E’ stato un momento di magia durato un giorno e nulla piu’, ma ogni volta che nevica a Roma c’e’ una magia che si sprigiona. Qualcosa che chi con la neve ci convive non puo’ capire.
Poi dopo la neve, a Roma sono arrivate le buche. E’ un po’ come le lumache con la pioggia; le buche si accoppiano e si riproducono in numero ed ampiezza ogni volta che piove, figuriamoci con la neve. Robe profonde 30-40 centimetri, larghe una carreggiata, con uno scalino che se una macchina ci finisce dentro sparisce, ma se a caderci dentro e’ una moto il guidatore esplode sul posto. Cose da rally, da enduro, da Parigi-Dakar dei tempi di Thierry Sabine; cose che se sopravvivi puoi dirti di essere davvero un uomo. Cose che in centro citta’ non possono capire.

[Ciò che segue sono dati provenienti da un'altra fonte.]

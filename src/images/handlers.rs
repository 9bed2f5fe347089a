use axum::{extract::State, http::StatusCode, routing::get, Router};
use tracing::{error, instrument};

use super::services::new_upload_key;
use crate::state::AppState;

pub fn upload_routes() -> Router<AppState> {
    Router::new().route("/image-upload-url", get(image_upload_url))
}

/// GET /image-upload-url: a one-time URL the browser can PUT an image to.
#[instrument(skip(state))]
pub async fn image_upload_url(
    State(state): State<AppState>,
) -> Result<String, (StatusCode, String)> {
    let key = new_upload_key();
    state
        .storage
        .presign_put(&key, state.config.object_store.upload_ttl_secs)
        .await
        .map_err(|e| {
            error!(error = %e, %key, "presign failed");
            (
                StatusCode::INTERNAL_SERVER_ERROR,
                "presign failed".to_string(),
            )
        })
}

E quindi e’ una settimana che a Roma non ci sono incidenti: vanno tutti a 7 km/h, perche’ piu’ veloce significa centrare una buca e spaccare gomma, cerchione e sospensione. In moto poi, chevvelodicoaffa’, ci si diverte come poche volte sulla terra; sembra di essere in territorio talebano, attenti piu’ a vedere se c’e’ qualche IED sulla strada che altro.

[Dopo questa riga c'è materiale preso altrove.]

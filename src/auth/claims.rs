use serde::{Deserialize, Serialize};

/// Identity token payload issued by the identity service.
#[derive(Debug, Clone, Serialize, Deserialize)]
pub struct Claims {
    pub sub: String,   // account id at the identity service
    pub email: String, // identity used throughout the app
    pub iat: usize,    // issued at (unix timestamp)
    pub exp: usize,    // expires at (unix timestamp)
    pub iss: String,   // issuer
    pub aud: String,   // audience
}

Intanto la Tana e’ al suo apice di produttivita’, con un articolo pubblicato al giorno (a volte anche due) e con l’innesto di nuovi redattori. Ah, gente: se volete collaborare c’e’ ancora posto per un paio di elementi. Abbiamo ricominciato a diversificare gli argomenti tenendo un ritmo alto come non ci succedeva da tempo, e il risultato ci soddisfa un bel po’. Adesso dovro’ seriamente mettermi a lavorare sul restyle grafico (lo avevo detto anche due mesi fa), con l’idea di tornare a quello dei primi anni 2000 che ha contraddistinto la Tana nei suoi anni pionieristici; preparatevi ad un ritorno al nero e verde, come sui monitor monocromatici degli anni ’70.
Per concludere, e’ quasi primavera; gia’ sento nell’aria la voglia di tornare all’aria aperta, di fare sport e di frequentare persone. Vedro’ di compensare con una massiccia dose di videogiochi, che poi altrimenti uno si disabitua e gli tocca uscire la sera; ma che siamo matti?